Find the string "that" in the records. Copy every line it appears in.
------------------------------------
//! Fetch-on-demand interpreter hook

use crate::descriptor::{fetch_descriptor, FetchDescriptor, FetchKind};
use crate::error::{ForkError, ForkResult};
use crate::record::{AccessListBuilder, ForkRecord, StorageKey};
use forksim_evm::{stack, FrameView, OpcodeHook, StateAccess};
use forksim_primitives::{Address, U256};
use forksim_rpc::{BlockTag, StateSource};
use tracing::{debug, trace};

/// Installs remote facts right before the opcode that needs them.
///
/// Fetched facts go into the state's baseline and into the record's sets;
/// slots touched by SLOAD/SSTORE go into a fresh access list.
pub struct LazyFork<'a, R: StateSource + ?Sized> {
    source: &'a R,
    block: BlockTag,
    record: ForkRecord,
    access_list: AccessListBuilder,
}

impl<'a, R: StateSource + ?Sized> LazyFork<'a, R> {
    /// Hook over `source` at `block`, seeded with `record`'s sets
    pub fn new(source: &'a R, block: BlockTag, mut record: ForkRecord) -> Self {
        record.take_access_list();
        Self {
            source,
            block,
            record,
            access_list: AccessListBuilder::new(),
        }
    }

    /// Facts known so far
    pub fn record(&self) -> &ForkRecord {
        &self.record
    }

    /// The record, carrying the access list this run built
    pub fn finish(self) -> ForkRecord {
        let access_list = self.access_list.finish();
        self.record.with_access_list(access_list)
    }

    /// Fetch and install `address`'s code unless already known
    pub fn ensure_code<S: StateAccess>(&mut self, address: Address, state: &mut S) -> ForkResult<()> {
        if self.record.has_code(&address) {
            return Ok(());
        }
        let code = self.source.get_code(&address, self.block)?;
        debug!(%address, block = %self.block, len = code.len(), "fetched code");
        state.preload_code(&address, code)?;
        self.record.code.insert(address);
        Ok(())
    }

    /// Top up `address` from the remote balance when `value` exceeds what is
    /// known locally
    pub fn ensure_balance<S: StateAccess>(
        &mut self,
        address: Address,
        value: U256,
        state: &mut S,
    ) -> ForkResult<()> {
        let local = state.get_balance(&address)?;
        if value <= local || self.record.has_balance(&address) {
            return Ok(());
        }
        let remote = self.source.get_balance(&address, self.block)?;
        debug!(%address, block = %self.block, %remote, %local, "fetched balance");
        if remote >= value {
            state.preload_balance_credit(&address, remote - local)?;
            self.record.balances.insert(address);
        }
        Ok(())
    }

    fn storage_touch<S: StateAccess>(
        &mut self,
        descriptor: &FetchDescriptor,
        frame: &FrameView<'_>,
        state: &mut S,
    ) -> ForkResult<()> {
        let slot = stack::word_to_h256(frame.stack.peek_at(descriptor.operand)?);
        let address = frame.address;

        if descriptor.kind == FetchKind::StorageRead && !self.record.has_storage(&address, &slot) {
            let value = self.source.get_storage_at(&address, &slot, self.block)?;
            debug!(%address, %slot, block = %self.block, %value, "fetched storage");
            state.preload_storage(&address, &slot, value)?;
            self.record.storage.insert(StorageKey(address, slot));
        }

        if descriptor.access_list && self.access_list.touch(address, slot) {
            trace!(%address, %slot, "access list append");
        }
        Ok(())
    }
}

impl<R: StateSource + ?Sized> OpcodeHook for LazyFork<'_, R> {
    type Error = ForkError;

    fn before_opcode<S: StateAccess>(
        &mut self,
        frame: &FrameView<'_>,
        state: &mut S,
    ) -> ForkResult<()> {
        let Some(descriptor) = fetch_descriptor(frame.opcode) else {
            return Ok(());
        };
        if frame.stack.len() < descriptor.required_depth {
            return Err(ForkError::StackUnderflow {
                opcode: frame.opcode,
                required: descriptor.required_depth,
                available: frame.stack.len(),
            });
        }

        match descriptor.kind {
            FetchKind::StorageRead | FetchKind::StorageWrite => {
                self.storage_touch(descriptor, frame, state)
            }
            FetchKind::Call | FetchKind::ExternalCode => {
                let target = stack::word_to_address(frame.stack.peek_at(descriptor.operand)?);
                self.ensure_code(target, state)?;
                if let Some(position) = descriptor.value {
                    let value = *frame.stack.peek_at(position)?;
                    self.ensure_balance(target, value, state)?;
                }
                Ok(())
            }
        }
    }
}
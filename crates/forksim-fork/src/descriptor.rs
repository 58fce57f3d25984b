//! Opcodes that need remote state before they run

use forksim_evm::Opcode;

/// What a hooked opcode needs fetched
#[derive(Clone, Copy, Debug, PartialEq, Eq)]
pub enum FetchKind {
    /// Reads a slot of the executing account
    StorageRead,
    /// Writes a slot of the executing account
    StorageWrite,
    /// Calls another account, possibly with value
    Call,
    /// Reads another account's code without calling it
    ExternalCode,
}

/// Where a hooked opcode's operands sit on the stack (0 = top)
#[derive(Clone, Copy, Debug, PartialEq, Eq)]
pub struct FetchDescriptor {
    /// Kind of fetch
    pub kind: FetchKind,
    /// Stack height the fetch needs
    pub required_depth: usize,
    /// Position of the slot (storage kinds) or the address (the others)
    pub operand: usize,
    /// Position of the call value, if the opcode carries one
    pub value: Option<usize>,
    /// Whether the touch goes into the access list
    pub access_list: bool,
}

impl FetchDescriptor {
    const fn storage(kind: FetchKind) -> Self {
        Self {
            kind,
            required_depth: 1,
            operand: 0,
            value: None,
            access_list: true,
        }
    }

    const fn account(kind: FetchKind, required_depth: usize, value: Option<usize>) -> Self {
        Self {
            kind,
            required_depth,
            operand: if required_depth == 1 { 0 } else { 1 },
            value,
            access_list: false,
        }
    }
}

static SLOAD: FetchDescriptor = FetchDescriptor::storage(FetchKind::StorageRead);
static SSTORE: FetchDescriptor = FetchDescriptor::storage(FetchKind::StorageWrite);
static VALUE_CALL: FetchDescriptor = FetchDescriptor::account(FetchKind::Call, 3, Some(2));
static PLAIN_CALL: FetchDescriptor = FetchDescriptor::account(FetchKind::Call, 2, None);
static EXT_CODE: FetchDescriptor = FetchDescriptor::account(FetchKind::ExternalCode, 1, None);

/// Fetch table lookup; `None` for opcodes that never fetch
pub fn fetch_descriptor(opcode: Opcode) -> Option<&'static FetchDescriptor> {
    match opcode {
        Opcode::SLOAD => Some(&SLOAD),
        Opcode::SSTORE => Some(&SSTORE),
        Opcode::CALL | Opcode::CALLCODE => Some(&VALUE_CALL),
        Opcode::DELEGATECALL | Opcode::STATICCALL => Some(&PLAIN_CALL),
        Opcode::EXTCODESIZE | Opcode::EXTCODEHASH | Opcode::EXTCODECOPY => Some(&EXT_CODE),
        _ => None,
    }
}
------------------------------------
# EXERCISE SOLUTION:
/// Installs remote facts right before the opcode that needs them.
//! Opcodes that need remote state before they run
/// Fetch table lookup; `None` for opcodes that never fetch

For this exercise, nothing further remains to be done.